A letter has arrived today from Russia, from Odessa, saying that_Stark_ (?) (from Capri) is surprised I did not tell the man from Odessa what I had learned from Stark and from you (!) about the Odessa Bolshevik newspaper!!
What is this misunderstanding, where does it come from?? I told the man from Odessa that you had been writing me about a Bolshevik Odessa paper of which I knew_nothing_.[1]I still know nothing. The man from Odessa writes that “Malyantovich junior” is a participant there. This is the first I hear of it. What Malyantovich is that? Nikitich’s?[2] (personally I don’t know a single Malyantovich). The lawyer in Moscow or somebody else?
Write what you know about it. This misunderstanding has to be cleared up.
I have moved to Poronin (near Zakopane) for the sum mer for my wife’s health. I am going to Berne with her round about 27.VI.1913 for an operation. My address is:Poronin (Galizien). Austria.
I shall be in Berne for 2–3 weeks. You can address your letters to me there: Herrn Schklowsky. 9. Falkenweg. 9. Bern (for Lenin).

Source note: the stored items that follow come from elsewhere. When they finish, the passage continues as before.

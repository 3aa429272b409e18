use super::{ChatMessage, LLMConfig, LLMError, LLMProvider, LLMResponse, Result, LLM};
use async_trait::async_trait;
use serde::{Deserialize, Serialize};
use std::time::Duration;
use tracing::debug;

const GEMINI_BASE_URL: &str = "https://generativelanguage.googleapis.com/v1beta";
const OPENAI_CHAT_URL: &str = "https://api.openai.com/v1/chat/completions";

fn build_client(config: &LLMConfig) -> Result<reqwest::Client> {
    Ok(reqwest::Client::builder()
        .timeout(Duration::from_secs(config.timeout_seconds))
        .build()?)
}

fn require_key(config: &LLMConfig, provider: LLMProvider) -> Result<()> {
    match config.api_key.as_deref() {
        Some(key) if !key.trim().is_empty() => Ok(()),
        _ => Err(LLMError::Configuration(format!(
            "{:?} API key required",
            provider
        ))),
    }
}

/// Map a non-success response to a status error carrying the body
async fn check_status(
    response: reqwest::Response,
    provider: LLMProvider,
) -> Result<reqwest::Response> {
    let status = response.status();
    if status.is_success() {
        return Ok(response);
    }
    let body = response.text().await.unwrap_or_default();
    Err(LLMError::Status {
        provider,
        status: status.as_u16(),
        body,
    })
}

#[derive(Debug, Serialize)]
struct ChatCompletionRequest {
    model: String,
    messages: Vec<ChatMessage>,
    max_tokens: u32,
    temperature: f32,
}

#[derive(Debug, Deserialize)]
struct ChatCompletionResponse {
    choices: Vec<ChatCompletionChoice>,
    usage: Option<ChatCompletionUsage>,
}

#[derive(Debug, Deserialize)]
struct ChatCompletionChoice {
    message: ChatMessage,
}

#[derive(Debug, Deserialize)]
struct ChatCompletionUsage {
    total_tokens: u32,
}

impl ChatCompletionResponse {
    fn into_response(self, provider: LLMProvider) -> Result<LLMResponse> {
        let tokens_used = self.usage.map(|u| u.total_tokens);
        let content = self
            .choices
            .into_iter()
            .next()
            .map(|choice| choice.message.content)
            .ok_or_else(|| LLMError::ResponseError(format!("No response from {:?}", provider)))?;

        Ok(LLMResponse {
            content,
            tokens_used,
        })
    }
}

/// LMStudio provider implementation
pub struct LMStudioProvider {
    config: LLMConfig,
    client: reqwest::Client,
}

impl LMStudioProvider {
    pub fn new(config: LLMConfig) -> Result<Self> {
        let client = build_client(&config)?;
        Ok(Self { config, client })
    }

    fn endpoint(&self) -> &str {
        self.config
            .endpoint
            .as_deref()
            .unwrap_or("http://localhost:1234/v1/chat/completions")
    }
}

#[async_trait]
impl LLM for LMStudioProvider {
    async fn chat(&self, messages: Vec<ChatMessage>) -> Result<LLMResponse> {
        let endpoint = self.endpoint();
        let request = ChatCompletionRequest {
            model: self.config.model.clone(),
            messages,
            max_tokens: self.config.max_tokens,
            temperature: self.config.temperature,
        };

        debug!("Sending request to LMStudio at {}", endpoint);

        let response = self.client.post(endpoint).json(&request).send().await?;
        let response = check_status(response, LLMProvider::LMStudio).await?;
        let parsed: ChatCompletionResponse = response.json().await?;
        parsed.into_response(LLMProvider::LMStudio)
    }

    async fn is_available(&self) -> bool {
        let health_endpoint = self.endpoint().replace("/v1/chat/completions", "/health");

        match self.client.get(&health_endpoint).send().await {
            Ok(response) => response.status().is_success(),
            Err(_) => false,
        }
    }

    fn provider_type(&self) -> LLMProvider {
        LLMProvider::LMStudio
    }

    fn model(&self) -> &str {
        &self.config.model
    }
}

/// Gemini provider implementation
pub struct GeminiProvider {
    config: LLMConfig,
    client: reqwest::Client,
}

#[derive(Debug, Serialize)]
struct GeminiRequest {
    contents: Vec<GeminiContent>,
    #[serde(rename = "generationConfig")]
    generation_config: GeminiGenerationConfig,
}

#[derive(Debug, Serialize, Deserialize)]
struct GeminiContent {
    #[serde(default)]
    parts: Vec<GeminiPart>,
}

#[derive(Debug, Serialize, Deserialize)]
struct GeminiPart {
    #[serde(default)]
    text: String,
}

#[derive(Debug, Serialize)]
struct GeminiGenerationConfig {
    #[serde(rename = "maxOutputTokens")]
    max_output_tokens: u32,
    temperature: f32,
}

#[derive(Debug, Deserialize)]
struct GeminiResponse {
    #[serde(default)]
    candidates: Vec<GeminiCandidate>,
    #[serde(rename = "usageMetadata")]
    usage_metadata: Option<GeminiUsage>,
}

#[derive(Debug, Deserialize)]
struct GeminiCandidate {
    content: Option<GeminiContent>,
}

#[derive(Debug, Deserialize)]
struct GeminiUsage {
    #[serde(rename = "totalTokenCount")]
    total_token_count: Option<u32>,
}

impl GeminiProvider {
    pub fn new(config: LLMConfig) -> Result<Self> {
        require_key(&config, LLMProvider::Gemini)?;
        let client = build_client(&config)?;
        Ok(Self { config, client })
    }

    fn base_url(&self) -> &str {
        self.config.endpoint.as_deref().unwrap_or(GEMINI_BASE_URL)
    }

    fn api_key(&self) -> Result<&str> {
        self.config
            .api_key
            .as_deref()
            .ok_or_else(|| LLMError::Configuration("Gemini API key not configured".to_string()))
    }
}

#[async_trait]
impl LLM for GeminiProvider {
    async fn chat(&self, messages: Vec<ChatMessage>) -> Result<LLMResponse> {
        let api_key = self.api_key()?;

        // Gemini takes a single text part here; role prefixes only for multi-turn input
        let content = if messages.len() == 1 {
            messages
                .into_iter()
                .map(|msg| msg.content)
                .collect::<String>()
        } else {
            messages
                .iter()
                .map(|msg| format!("{}: {}", msg.role, msg.content))
                .collect::<Vec<_>>()
                .join("\n")
        };

        let request = GeminiRequest {
            contents: vec![GeminiContent {
                parts: vec![GeminiPart { text: content }],
            }],
            generation_config: GeminiGenerationConfig {
                max_output_tokens: self.config.max_tokens,
                temperature: self.config.temperature,
            },
        };

        let url = format!(
            "{}/models/{}:generateContent?key={}",
            self.base_url(),
            self.config.model,
            api_key
        );

        debug!("Sending request to Gemini API (model {})", self.config.model);

        let response = self.client.post(&url).json(&request).send().await?;
        let response = check_status(response, LLMProvider::Gemini).await?;
        let gemini_response: GeminiResponse = response.json().await?;

        let content = gemini_response
            .candidates
            .into_iter()
            .next()
            .and_then(|c| c.content)
            .map(|c| {
                c.parts
                    .into_iter()
                    .map(|p| p.text)
                    .collect::<Vec<_>>()
                    .join("")
            })
            .ok_or_else(|| LLMError::ResponseError("No response from Gemini".to_string()))?;

        let tokens_used = gemini_response
            .usage_metadata
            .and_then(|u| u.total_token_count);

        Ok(LLMResponse {
            content,
            tokens_used,
        })
    }

    async fn is_available(&self) -> bool {
        let Ok(api_key) = self.api_key() else {
            return false;
        };
        let url = format!("{}/models?key={}", self.base_url(), api_key);

        match self.client.get(&url).send().await {
            Ok(response) => response.status().is_success(),
            Err(_) => false,
        }
    }

    fn provider_type(&self) -> LLMProvider {
        LLMProvider::Gemini
    }

    fn model(&self) -> &str {
        &self.config.model
    }
}

/// OpenAI provider implementation
pub struct OpenAIProvider {
    config: LLMConfig,
    client: reqwest::Client,
}

impl OpenAIProvider {
    pub fn new(config: LLMConfig) -> Result<Self> {
        require_key(&config, LLMProvider::OpenAI)?;
        let client = build_client(&config)?;
        Ok(Self { config, client })
    }

    fn api_key(&self) -> Result<&str> {
        self.config
            .api_key
            .as_deref()
            .ok_or_else(|| LLMError::Configuration("OpenAI API key not configured".to_string()))
    }
}

#[async_trait]
impl LLM for OpenAIProvider {
    async fn chat(&self, messages: Vec<ChatMessage>) -> Result<LLMResponse> {
        let api_key = self.api_key()?;
        let url = self.config.endpoint.as_deref().unwrap_or(OPENAI_CHAT_URL);

        let request = ChatCompletionRequest {
            model: self.config.model.clone(),
            messages,
            max_tokens: self.config.max_tokens,
            temperature: self.config.temperature,
        };

        debug!("Sending request to OpenAI API (model {})", self.config.model);

        let response = self
            .client
            .post(url)
            .header("Authorization", format!("Bearer {}", api_key))
            .json(&request)
            .send()
            .await?;
        let response = check_status(response, LLMProvider::OpenAI).await?;
        let parsed: ChatCompletionResponse = response.json().await?;
        parsed.into_response(LLMProvider::OpenAI)
    }

    async fn is_available(&self) -> bool {
        let Ok(api_key) = self.api_key() else {
            return false;
        };

        match self
            .client
            .get("https://api.openai.com/v1/models")
            .header("Authorization", format!("Bearer {}", api_key))
            .send()
            .await
        {
            Ok(response) => response.status().is_success(),
            Err(_) => false,
        }
    }

    fn provider_type(&self) -> LLMProvider {
        LLMProvider::OpenAI
    }

    fn model(&self) -> &str {
        &self.config.model
    }
}

#[cfg(test)]
mod tests {
    use super::*;

    #[test]
    fn test_gemini_response_parsing() {
        let body = r###"{
            "candidates": [{"content": {"parts": [{"text": "## 渲染"}, {"text": "管线"}]}}],
            "usageMetadata": {"totalTokenCount": 42}
        }"###;
        let parsed: GeminiResponse = serde_json::from_str(body).unwrap();
        let text: String = parsed.candidates[0]
            .content
            .as_ref()
            .unwrap()
            .parts
            .iter()
            .map(|p| p.text.as_str())
            .collect();
        assert_eq!(text, "## 渲染管线");
        assert_eq!(parsed.usage_metadata.unwrap().total_token_count, Some(42));
    }

    #[test]
    fn test_chat_completion_without_choices_is_error() {
        let parsed: ChatCompletionResponse =
            serde_json::from_str(r#"{"choices": [], "usage": null}"#).unwrap();
        assert!(matches!(
            parsed.into_response(LLMProvider::OpenAI),
            Err(LLMError::ResponseError(_))
        ));
    }

    #[test]
    fn test_blank_key_is_rejected() {
        let config = LLMConfig {
            provider: LLMProvider::OpenAI,
            api_key: Some("   ".to_string()),
            ..LLMConfig::default()
        };
        assert!(OpenAIProvider::new(config).is_err());
    }
}
pub mod providers;
pub mod summary;

use async_trait::async_trait;
use serde::{Deserialize, Serialize};

pub type Result<T> = std::result::Result<T, LLMError>;

/// Error types for LLM transport
#[derive(thiserror::Error, Debug)]
pub enum LLMError {
    #[error("HTTP error: {0}")]
    Http(#[from] reqwest::Error),

    #[error("{provider:?} API error {status}: {body}")]
    Status {
        provider: LLMProvider,
        status: u16,
        body: String,
    },

    #[error("JSON error: {0}")]
    Json(#[from] serde_json::Error),

    #[error("Configuration error: {0}")]
    Configuration(String),

    #[error("LLM response error: {0}")]
    ResponseError(String),
}

impl LLMError {
    /// Rate limiting, server-side failures, timeouts and dropped connections
    pub fn is_transient(&self) -> bool {
        match self {
            Self::Http(err) => err.is_timeout() || err.is_connect() || err.is_request(),
            Self::Status { status, .. } => *status == 429 || *status >= 500,
            _ => false,
        }
    }
}

/// LLM provider types
#[derive(Debug, Clone, Copy, Serialize, Deserialize, PartialEq, Eq)]
pub enum LLMProvider {
    LMStudio,
    Gemini,
    OpenAI,
}

impl LLMProvider {
    /// Environment variable holding the provider's API key
    pub fn api_key_env(&self) -> Option<&'static str> {
        match self {
            Self::Gemini => Some("GEMINI_API_KEY"),
            Self::OpenAI => Some("OPENAI_API_KEY"),
            Self::LMStudio => None,
        }
    }

    pub fn requires_api_key(&self) -> bool {
        self.api_key_env().is_some()
    }
}

/// LLM configuration
#[derive(Debug, Clone, Serialize, Deserialize)]
#[serde(default)]
pub struct LLMConfig {
    pub provider: LLMProvider,
    pub endpoint: Option<String>,
    pub api_key: Option<String>,
    pub model: String,
    pub max_tokens: u32,
    pub temperature: f32,
    pub timeout_seconds: u64,
}

impl Default for LLMConfig {
    fn default() -> Self {
        Self {
            provider: LLMProvider::Gemini,
            endpoint: None,
            api_key: None,
            model: "gemini-2.5-pro".to_string(),
            max_tokens: 8192,
            temperature: 0.3,
            timeout_seconds: 300,
        }
    }
}

/// Chat message for LLM communication
#[derive(Debug, Clone, Serialize, Deserialize)]
pub struct ChatMessage {
    pub role: String,
    pub content: String,
}

impl ChatMessage {
    pub fn user(content: impl Into<String>) -> Self {
        Self {
            role: "user".to_string(),
            content: content.into(),
        }
    }
}

/// LLM response
#[derive(Debug, Clone)]
pub struct LLMResponse {
    pub content: String,
    pub tokens_used: Option<u32>,
}

/// Trait for LLM providers
#[async_trait]
pub trait LLM: Send + Sync {
    async fn chat(&self, messages: Vec<ChatMessage>) -> Result<LLMResponse>;
    async fn is_available(&self) -> bool;
    fn provider_type(&self) -> LLMProvider;
    fn model(&self) -> &str;
}

/// Create LLM instance based on configuration
pub fn create_llm(config: &LLMConfig) -> Result<Box<dyn LLM>> {
    match config.provider {
        LLMProvider::LMStudio => Ok(Box::new(providers::LMStudioProvider::new(config.clone())?)),
        LLMProvider::Gemini => Ok(Box::new(providers::GeminiProvider::new(config.clone())?)),
        LLMProvider::OpenAI => Ok(Box::new(providers::OpenAIProvider::new(config.clone())?)),
    }
}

How are you getting on? Has your health improved since the spring? I wish you with all my heart to get better and have a good rest.
Yours,
Lenin
Notes
[1] The name of the newspaper has not been established.—Ed.
[2] Meaning someone connected with Nikitich (the revolutionary pseudonym of L. B. Krasin). This might refer to the Social-Democrat V. N. Malyantovich, who live in Odessa in 1901–07. He was the brother of the Moscow lawyer P. N. Malyantovich.